I know my house is messy, over flowing with my books and Llion's computers, but I have been round and round my seven bookcases, even using a torch in the darkest corners all to no avail.
I don't actually need it, not at this precise moment anyway, but you know how it is - I won't be able to rest till I track it down. I'm now trying to persuade myself I'm more likely to find it if I do some long-overdue house work and tidying, but I'm afraid I'm losing that battle too.

Monday, November 19, 2007

Monday

To-day is really a Monday day. The fog has cleared a little, but it's still pretty cold; (I've found in the past that up my hill can be 9 or so degrees colder than in Bangor), at least we didn't have snow. In a way I'm quite envious of you who are at work, once one got to work, though that wasn't necessarily easy, what the weather was doing outside didn't really matter. On a day like this one doesn't really want to go out, but my dog does want to, so I'll have to brace myself, I need to take the rubbish to the tip anyway.
I am told that there is a rubbish collection here on Tuesdays, but in thirty years I've never seen a collection lorry/van, I do wonder if it does really exist. In my case I would have to take my rubbish down to the road anyway so why not take it all the way to Denbigh? But I never mention at the tip that I actually live in Conway, I'd have to take it to Mochdre if I did! I couldn't really claim that my rubbish came from my Denbighshire field, there isn't a house there.
It does, from time to time, cause problems that I have a field in Denbighshire and the address is Denbigh, but the rest, including the house, is in Conway. The Conway/Denbigh border is a tiny stream arising on my land all of a couple of inches wide.

Sunday, November 18, 2007

Sunday

Have you noticed a strange thing? Now we've had our second lesson with Pat our blogging has reduced considerably?
Not that I've anything particular to report from the last few days. Brenda and I had lunch together on Friday, the Manor House in Ruthin. Very nice but a bit pricey for every day as well as which the portions are a bit modest, we made up for that by having a robust pudding to follow our small but delicious first courses.

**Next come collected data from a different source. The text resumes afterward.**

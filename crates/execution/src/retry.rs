//! Failure classification and the bounded retry policy.

use std::sync::OnceLock;
use std::time::Duration;

use prophet_core::{CostBreakdown, RunStatus};
use regex::Regex;

/// Attempts allowed per task, the first execution included.
pub const DEFAULT_MAX_ATTEMPTS: u32 = 3;

/// A classified executor failure.
#[derive(Debug, Clone, PartialEq, thiserror::Error)]
pub enum ExecutionError {
    /// Upstream throttled us; retried after a global pause
    #[error("rate limited: {message}")]
    RateLimited {
        /// Upstream message
        message: String,
        /// Pause requested by upstream
        retry_after: Option<Duration>,
    },

    /// Connection-level failure; retried after a global pause like a rate limit
    #[error("network error: {message}")]
    Network {
        /// Upstream message
        message: String,
        /// Pause requested by upstream
        retry_after: Option<Duration>,
    },

    /// Credentials rejected; never retried
    #[error("authentication failed: {message}")]
    Auth {
        /// Upstream message
        message: String,
    },

    /// Any other permanent failure, with the exit status to record
    #[error("{kind}: {message}")]
    Failed {
        /// Status string recorded for the task
        kind: String,
        /// Failure message
        message: String,
    },
}

impl ExecutionError {
    /// Classify a free-form failure message.
    pub fn classify(message: impl Into<String>) -> Self {
        let message = message.into();
        if matches(rate_limit_re(), &message) {
            ExecutionError::RateLimited { message, retry_after: None }
        } else if matches(auth_re(), &message) {
            ExecutionError::Auth { message }
        } else if matches(network_re(), &message) {
            ExecutionError::Network { message, retry_after: None }
        } else {
            ExecutionError::Failed { kind: "error".to_string(), message }
        }
    }

    /// Build from an explicit kind reported by an executor. Unknown kinds
    /// become permanent failures carrying that kind as their status.
    pub fn from_kind(kind: &str, message: impl Into<String>, retry_after: Option<Duration>) -> Self {
        let message = message.into();
        match kind {
            "rate_limit" | "rate_limited" => ExecutionError::RateLimited { message, retry_after },
            "network" | "network_error" => ExecutionError::Network { message, retry_after },
            "auth" | "auth_error" => ExecutionError::Auth { message },
            other => ExecutionError::Failed { kind: other.to_string(), message },
        }
    }

    /// Whether another attempt may succeed.
    pub fn is_transient(&self) -> bool {
        matches!(self, ExecutionError::RateLimited { .. } | ExecutionError::Network { .. })
    }

    /// Pause requested by upstream, if any.
    pub fn retry_after(&self) -> Option<Duration> {
        match self {
            ExecutionError::RateLimited { retry_after, .. }
            | ExecutionError::Network { retry_after, .. } => *retry_after,
            _ => None,
        }
    }

    /// Failure message without the classification prefix.
    pub fn message(&self) -> &str {
        match self {
            ExecutionError::RateLimited { message, .. }
            | ExecutionError::Network { message, .. }
            | ExecutionError::Auth { message }
            | ExecutionError::Failed { message, .. } => message,
        }
    }
}

/// A failed attempt and whatever it spent before failing.
#[derive(Debug, Clone, PartialEq, thiserror::Error)]
#[error("{error}")]
pub struct ExecutionFailure {
    /// What went wrong
    pub error: ExecutionError,
    /// Spend incurred by the failed attempt
    pub cost_spent: f64,
    /// Breakdown of `cost_spent`, if known
    pub cost: Option<CostBreakdown>,
}

impl ExecutionFailure {
    /// A failure that spent nothing.
    pub fn new(error: ExecutionError) -> Self {
        Self { error, cost_spent: 0.0, cost: None }
    }

    /// Attach the attempt's spend.
    pub fn with_cost(mut self, cost_spent: f64) -> Self {
        self.cost_spent = cost_spent;
        self
    }
}

impl From<ExecutionError> for ExecutionFailure {
    fn from(error: ExecutionError) -> Self {
        Self::new(error)
    }
}

/// What to do after a failed attempt.
#[derive(Debug, Clone, PartialEq)]
pub enum RetryDecision {
    /// Requeue the task at the back of the queue
    Retry {
        /// Global pause to request first
        pause: Duration,
    },
    /// Record a terminal outcome
    Terminal {
        /// Status to record
        status: RunStatus,
        /// Error detail to record
        detail: String,
    },
}

/// Bounded retry policy for transient failures.
#[derive(Debug, Clone, Copy)]
pub struct RetryPolicy {
    max_attempts: u32,
    default_backoff: Duration,
}

impl Default for RetryPolicy {
    fn default() -> Self {
        Self { max_attempts: DEFAULT_MAX_ATTEMPTS, default_backoff: crate::rate_limit::DEFAULT_BACKOFF }
    }
}

impl RetryPolicy {
    /// Create a policy.
    pub fn new(max_attempts: u32, default_backoff: Duration) -> Self {
        Self { max_attempts: max_attempts.max(1), default_backoff }
    }

    /// Attempts allowed per task.
    pub fn max_attempts(&self) -> u32 {
        self.max_attempts
    }

    /// Decide the follow-up for a failure after `attempts` executions.
    pub fn decide(&self, attempts: u32, error: &ExecutionError) -> RetryDecision {
        match error {
            ExecutionError::RateLimited { retry_after, .. }
            | ExecutionError::Network { retry_after, .. }
                if attempts < self.max_attempts =>
            {
                RetryDecision::Retry { pause: retry_after.unwrap_or(self.default_backoff) }
            }
            ExecutionError::RateLimited { .. } => RetryDecision::Terminal {
                status: RunStatus::RateLimitExhausted,
                detail: format!("Rate limit persisted after {} attempts: {}", attempts, error.message()),
            },
            ExecutionError::Network { .. } => RetryDecision::Terminal {
                status: RunStatus::NetworkError,
                detail: format!("Network failure persisted after {} attempts: {}", attempts, error.message()),
            },
            ExecutionError::Auth { message } => RetryDecision::Terminal {
                status: RunStatus::AuthError,
                detail: message.clone(),
            },
            ExecutionError::Failed { kind, message } => RetryDecision::Terminal {
                status: RunStatus::from(kind.clone()),
                detail: message.clone(),
            },
        }
    }
}

fn matches(re: Option<&Regex>, message: &str) -> bool {
    re.is_some_and(|re| re.is_match(message))
}

fn rate_limit_re() -> Option<&'static Regex> {
    static RE: OnceLock<Option<Regex>> = OnceLock::new();
    RE.get_or_init(|| Regex::new(r"(?i)429|rate limit").ok()).as_ref()
}

fn auth_re() -> Option<&'static Regex> {
    static RE: OnceLock<Option<Regex>> = OnceLock::new();
    RE.get_or_init(|| {
        Regex::new(
            r"(?i)authentication|unauthorized|permission denied|invalid api key|api key|http 401|status code 401",
        )
        .ok()
    })
    .as_ref()
}

fn network_re() -> Option<&'static Regex> {
    static RE: OnceLock<Option<Regex>> = OnceLock::new();
    RE.get_or_init(|| Regex::new(r"(?i)connection|timed out|network").ok()).as_ref()
}
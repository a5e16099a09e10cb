//! Dataset loading for Prophet batch evaluation.
//!
//! Parses JSONL task files into validated [`prophet_core::Task`]s and resolves
//! named dataset references against a registry and a local cache.

#![warn(missing_docs)]

pub mod error;
pub mod schema;
pub mod loader;
pub mod reference;
pub mod registry;

pub use error::{DatasetError, Result, SchemaError};
pub use schema::{parse_date, to_mm_dd_yyyy, TaskRow};
pub use loader::{load_tasks, parse_tasks};
pub use reference::DatasetRef;
pub use registry::{
    resolve_latest_version, DatasetCache, DatasetSourceKind, Registry, RegistryEntry,
    ResolvedDataset,
};
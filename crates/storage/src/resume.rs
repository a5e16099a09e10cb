//! Resume planning: reconcile a prior summary with the current task list.

use std::collections::HashSet;

use prophet_core::Task;
use serde_json::Value;
use tracing::info;

use crate::summary::{RunMetadata, Summary};

/// How many unexpected ids a mismatch error lists before summarising the rest.
const MISMATCH_PREVIEW: usize = 10;

/// Errors that make a resume unsafe.
#[derive(Debug, Clone, PartialEq, thiserror::Error)]
pub enum ResumeError {
    /// The prior summary holds results for tasks outside the current input
    #[error("Resume summary contains task_ids not present in the input set: {}", preview(.unexpected, .total))]
    Mismatch {
        /// Up to ten unexpected ids, sorted
        unexpected: Vec<String>,
        /// Total number of unexpected ids
        total: usize,
    },
}

fn preview(ids: &[String], total: &usize) -> String {
    let total = *total;
    let listed = ids.join(", ");
    if total > ids.len() {
        format!("{} ... (+{} more)", listed, total - ids.len())
    } else {
        listed
    }
}

/// The tasks left to run and the summary the run continues.
#[derive(Debug, Clone)]
pub struct ResumePlan {
    /// Tasks to enqueue, in input order
    pub tasks: Vec<Task>,
    /// Summary to record into
    pub summary: Summary,
    /// Tasks skipped because the prior summary already has them
    pub skipped: usize,
}

impl ResumePlan {
    /// A plan for a fresh run.
    pub fn fresh(tasks: Vec<Task>, eval_config: Value, eval: Value) -> Self {
        Self { tasks, summary: Summary::new(eval_config, eval), skipped: 0 }
    }

    /// Build a plan from the current input and an optional prior summary.
    ///
    /// With no prior summary this is a fresh run. Otherwise every task already
    /// recorded is dropped from the input, the prior outcomes and total cost
    /// carry over, and the new run points back at the prior one.
    pub fn build(
        tasks: Vec<Task>,
        prior: Option<Summary>,
        eval_config: Value,
        eval: Value,
    ) -> Result<Self, ResumeError> {
        let Some(prior) = prior else {
            info!("no existing summary found, starting fresh");
            return Ok(Self::fresh(tasks, eval_config, eval));
        };

        let input_ids: HashSet<&str> = tasks.iter().map(|t| t.task_id.as_str()).collect();
        let mut unexpected: Vec<String> = prior
            .task_ids()
            .filter(|id| !input_ids.contains(id.as_str()))
            .map(|id| id.to_string())
            .collect();
        if !unexpected.is_empty() {
            unexpected.sort();
            let total = unexpected.len();
            unexpected.truncate(MISMATCH_PREVIEW);
            return Err(ResumeError::Mismatch { unexpected, total });
        }

        let original = tasks.len();
        let remaining: Vec<Task> = tasks
            .into_iter()
            .filter(|t| !prior.contains(t.task_id.as_str()))
            .collect();
        let skipped = original - remaining.len();
        info!(skipped, remaining = remaining.len(), "resuming from existing summary");

        let mut run = RunMetadata::start();
        run.resumed_from = prior.run.as_ref().map(|r| r.run_id);

        let mut summary = prior;
        summary.run = Some(run);
        summary.eval_config = eval_config;
        summary.eval = eval;

        Ok(Self { tasks: remaining, summary, skipped })
    }
}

Wednesday, November 14, 2007

Wednesday


This is the book I mentioned last night
It is a bit expensive £12.99 but well worth it. There is a wealth of interesting, useful and sometimes obscure information.

One would think that this is a very lazy way to make a blog entry, but as usual I go all round the houses, losing pictures between my scanner and posting them. I really should write myself an instruction!

Monday, November 12, 2007

Monday

If you read the 'Books' part of the Sunday Times ignore the rest of this paragraph.
'As clever as a bag of ferrets and as trivial as a perch of canaries.' Who about whom? Virginia Woolf about Noel Coward, 1920's. I always wish I had the knack of memorable insults.
See you all to-morrow.

Sunday, November 11, 2007

Sunday

Spent all morning on an idea for the portfolio. A leaflet about my early life - I'll have to leave it to stew for a bit and see if will really fit in.
Alison, I can open alifrog but not kermitfrog, I can't see why you can't get in to it. Hope you read this, kermitfrog doesn't seem to be available and if I leave a message on alifrog you won't be able to see it anyway.
I think we're just fortunate, we've been with the same dental practice for 30 years, I'm a hybrid, NHS for most things and the odd Private if it's purely cosmetic!

Thursday, November 8, 2007

Thursday

Spent the morning editing and retyping my article about Jeremy Yates, then wasted hours inserting photos of his pictures. There are so many ways of doing it but I do it so rarely I have to relearn every time. Then I messed about trying to arrange my text round it with pretty indifferent results. I really should get a Desk Top Publishing programme, but then again I expect whoever publishes it (if one's ever that fortunate) would do all that anyway, wouldn't they? Phil? Anita?
This afternoon I had a tooth crowned, quick and painless so now I have a shining silver tooth to make up my full complement.
Incidentally, do you know that one NHS crown costs £177, but for the same price you can have any number of crowns, shame that I only needed one! The same goes for the simple £37 treatment, it's the same price whether it's one filling or dozens. The logic of this escapes me as the Dentist gets the same payment however much work he does, but it does make one understand why dentists are unwilling to take on new NHS patients.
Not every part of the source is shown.